> **Problem to work on**
Could each record be restated word for word?

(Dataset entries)
⟨

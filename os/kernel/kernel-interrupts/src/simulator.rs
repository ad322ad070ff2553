use crate::code::ProgramInterruptCode;
use crate::expect::TrapInterception;
use core::cell::Cell;

/// Hosted stand-in for the lowcore trap slot.
///
/// Simulated instructions call [`SimulatedTraps::deliver`] where the real one
/// would raise a program interrupt. Delivery while disarmed panics, which is
/// how the hosted build models the abort on an unexpected interrupt.
///
/// All state sits in `Cell`s so a simulated machine can hold a shared
/// reference while the prober arms and disarms through another one.
#[derive(Debug, Default)]
pub struct SimulatedTraps {
    armed: Cell<bool>,
    code: Cell<Option<ProgramInterruptCode>>,
    delivered: Cell<usize>,
}

impl SimulatedTraps {
    #[must_use]
    pub const fn new() -> Self {
        Self {
            armed: Cell::new(false),
            code: Cell::new(None),
            delivered: Cell::new(0),
        }
    }

    #[must_use]
    pub fn is_armed(&self) -> bool {
        self.armed.get()
    }

    /// Number of interrupts delivered so far.
    #[must_use]
    pub fn delivered(&self) -> usize {
        self.delivered.get()
    }

    /// Raise a program interrupt.
    ///
    /// # Panics
    /// If no trap is expected.
    pub fn deliver(&self, code: ProgramInterruptCode) {
        assert!(self.armed.get(), "unexpected program interrupt: {code}");
        self.armed.set(false);
        self.code.set(Some(code));
        self.delivered.set(self.delivered.get() + 1);
    }

    fn arm(&self) {
        self.code.set(None);
        self.armed.set(true);
    }

    fn take(&self) -> Option<ProgramInterruptCode> {
        self.armed.set(false);
        self.code.take()
    }
}

impl TrapInterception for SimulatedTraps {
    fn expect_trap(&mut self) {
        self.arm();
    }

    fn take_trap(&mut self) -> Option<ProgramInterruptCode> {
        self.take()
    }
}

impl TrapInterception for &SimulatedTraps {
    fn expect_trap(&mut self) {
        self.arm();
    }

    fn take_trap(&mut self) -> Option<ProgramInterruptCode> {
        self.take()
    }
}

#[cfg(test)]
mod tests {
    use super::*;

    #[test]
    fn records_armed_delivery() {
        let traps = SimulatedTraps::new();
        let mut handle = &traps;
        handle.expect_trap();
        traps.deliver(ProgramInterruptCode::PROTECTION);
        assert_eq!(handle.take_trap(), Some(ProgramInterruptCode::PROTECTION));
        assert_eq!(traps.delivered(), 1);
    }

    #[test]
    #[should_panic(expected = "unexpected program interrupt")]
    fn unarmed_delivery_panics() {
        SimulatedTraps::new().deliver(ProgramInterruptCode::OPERATION);
    }
}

⟩

> **Answer to this problem**
filename os/kernel/kernel-interrupts/src/simulator.rs
repository ad322ad070ff2553
use crate::code::ProgramInterruptCode;
use crate::expect::TrapInterception;
use core::cell::Cell;

/// Hosted stand-in for the lowcore trap slot.
///
/// Simulated instructions call [`SimulatedTraps::deliver`] where the real one
/// would raise a program interrupt. Delivery while disarmed panics, which is
/// how the hosted build models the abort on an unexpected interrupt.
///
/// All state sits in `Cell`s so a simulated machine can hold a shared
/// reference while the prober arms and disarms through another one.
#[derive(Debug, Default)]
pub struct SimulatedTraps {
    armed: Cell<bool>,
    code: Cell<Option<ProgramInterruptCode>>,
    delivered: Cell<usize>,
}

impl SimulatedTraps {
    #[must_use]
    pub const fn new() -> Self {
        Self {
            armed: Cell::new(false),
            code: Cell::new(None),
            delivered: Cell::new(0),
        }
    }

    #[must_use]
    pub fn is_armed(&self) -> bool {
        self.armed.get()
    }

    /// Number of interrupts delivered so far.
    #[must_use]
    pub fn delivered(&self) -> usize {
        self.delivered.get()
    }

    /// Raise a program interrupt.
    ///
    /// # Panics
    /// If no trap is expected.
    pub fn deliver(&self, code: ProgramInterruptCode) {
        assert!(self.armed.get(), "unexpected program interrupt: {code}");
        self.armed.set(false);
        self.code.set(Some(code));
        self.delivered.set(self.delivered.get() + 1);
    }

    fn arm(&self) {
        self.code.set(None);
        self.armed.set(true);
    }

    fn take(&self) -> Option<ProgramInterruptCode> {
        self.armed.set(false);
        self.code.take()
    }
}

impl TrapInterception for SimulatedTraps {
    fn expect_trap(&mut self) {
        self.arm();
    }

    fn take_trap(&mut self) -> Option<ProgramInterruptCode> {
        self.take()
    }
}

impl TrapInterception for &SimulatedTraps {
    fn expect_trap(&mut self) {
        self.arm();
    }

    fn take_trap(&mut self) -> Option<ProgramInterruptCode> {
        self.take()
    }
}

#[cfg(test)]
mod tests {
    use super::*;

    #[test]
    fn records_armed_delivery() {
        let traps = SimulatedTraps::new();
        let mut handle = &traps;
        handle.expect_trap();
        traps.deliver(ProgramInterruptCode::PROTECTION);
        assert_eq!(handle.take_trap(), Some(ProgramInterruptCode::PROTECTION));
        assert_eq!(traps.delivered(), 1);
    }

    #[test]
    #[should_panic(expected = "unexpected program interrupt")]
    fn unarmed_delivery_panics() {
        SimulatedTraps::new().deliver(ProgramInterruptCode::OPERATION);
    }
}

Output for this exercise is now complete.